▶ **Work to be completed**
Only one stretch of the data below is wanted: the lines starting at the one with "pub fn delete_task(&self, id: i64)" and ending at the one with "if deleted == 0", both included, given again exactly.

Records drawn from a dataset:
'''

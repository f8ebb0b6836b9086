//! Reminder list operations

use rusqlite::params;

use super::{parse_datetime, Database};
use crate::error::{Error, Result};
use crate::models::Task;

fn map_task_row(row: &rusqlite::Row<'_>) -> rusqlite::Result<Task> {
    let created_at_str: String = row.get(4)?;
    Ok(Task {
        id: row.get(0)?,
        title: row.get(1)?,
        important: row.get(2)?,
        completed: row.get(3)?,
        created_at: parse_datetime(&created_at_str),
    })
}

impl Database {
    /// Create a task; the title must be non-empty after trimming
    pub fn create_task(&self, title: &str, important: bool) -> Result<i64> {
        let title = title.trim();
        if title.is_empty() {
            return Err(Error::InvalidData(
                "Task title must not be empty".to_string(),
            ));
        }

        let conn = self.conn()?;
        conn.execute(
            "INSERT INTO tasks (title, important) VALUES (?, ?)",
            params![title, important],
        )?;

        Ok(conn.last_insert_rowid())
    }

    /// List open tasks only; completed rows never surface
    pub fn list_open_tasks(&self) -> Result<Vec<Task>> {
        let conn = self.conn()?;
        let mut stmt = conn.prepare(
            "SELECT id, title, important, completed, created_at FROM tasks
             WHERE completed = 0 ORDER BY id",
        )?;

        let tasks = stmt
            .query_map([], map_task_row)?
            .collect::<std::result::Result<Vec<_>, _>>()?;

        Ok(tasks)
    }

    /// Get a task by ID
    pub fn get_task(&self, id: i64) -> Result<Option<Task>> {
        let conn = self.conn()?;
        let task = conn
            .query_row(
                "SELECT id, title, important, completed, created_at FROM tasks WHERE id = ?",
                params![id],
                map_task_row,
            )
            .ok();

        Ok(task)
    }

    /// Update any subset of {title, important}. A provided title must be
    /// non-empty after trimming.
    pub fn update_task(
        &self,
        id: i64,
        title: Option<&str>,
        important: Option<bool>,
    ) -> Result<()> {
        let title = title.map(str::trim);
        if let Some(t) = title {
            if t.is_empty() {
                return Err(Error::InvalidData(
                    "Task title must not be empty".to_string(),
                ));
            }
        }

        let conn = self.conn()?;
        let updated = conn.execute(
            "UPDATE tasks SET title = COALESCE(?1, title), important = COALESCE(?2, important)
             WHERE id = ?3",
            params![title, important, id],
        )?;

        if updated == 0 {
            return Err(Error::NotFound(format!("Task {} not found", id)));
        }
        Ok(())
    }

    /// Delete a task by ID
    pub fn delete_task(&self, id: i64) -> Result<()> {
        let conn = self.conn()?;
        let deleted = conn.execute("DELETE FROM tasks WHERE id = ?", params![id])?;
        if deleted == 0 {
            return Err(Error::NotFound(format!("Task {} not found", id)));
        }
        Ok(())
    }
}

'''

▶ **Written solution**
    pub fn delete_task(&self, id: i64) -> Result<()> {
        let conn = self.conn()?;
        let deleted = conn.execute("DELETE FROM tasks WHERE id = ?", params![id])?;
        if deleted == 0 {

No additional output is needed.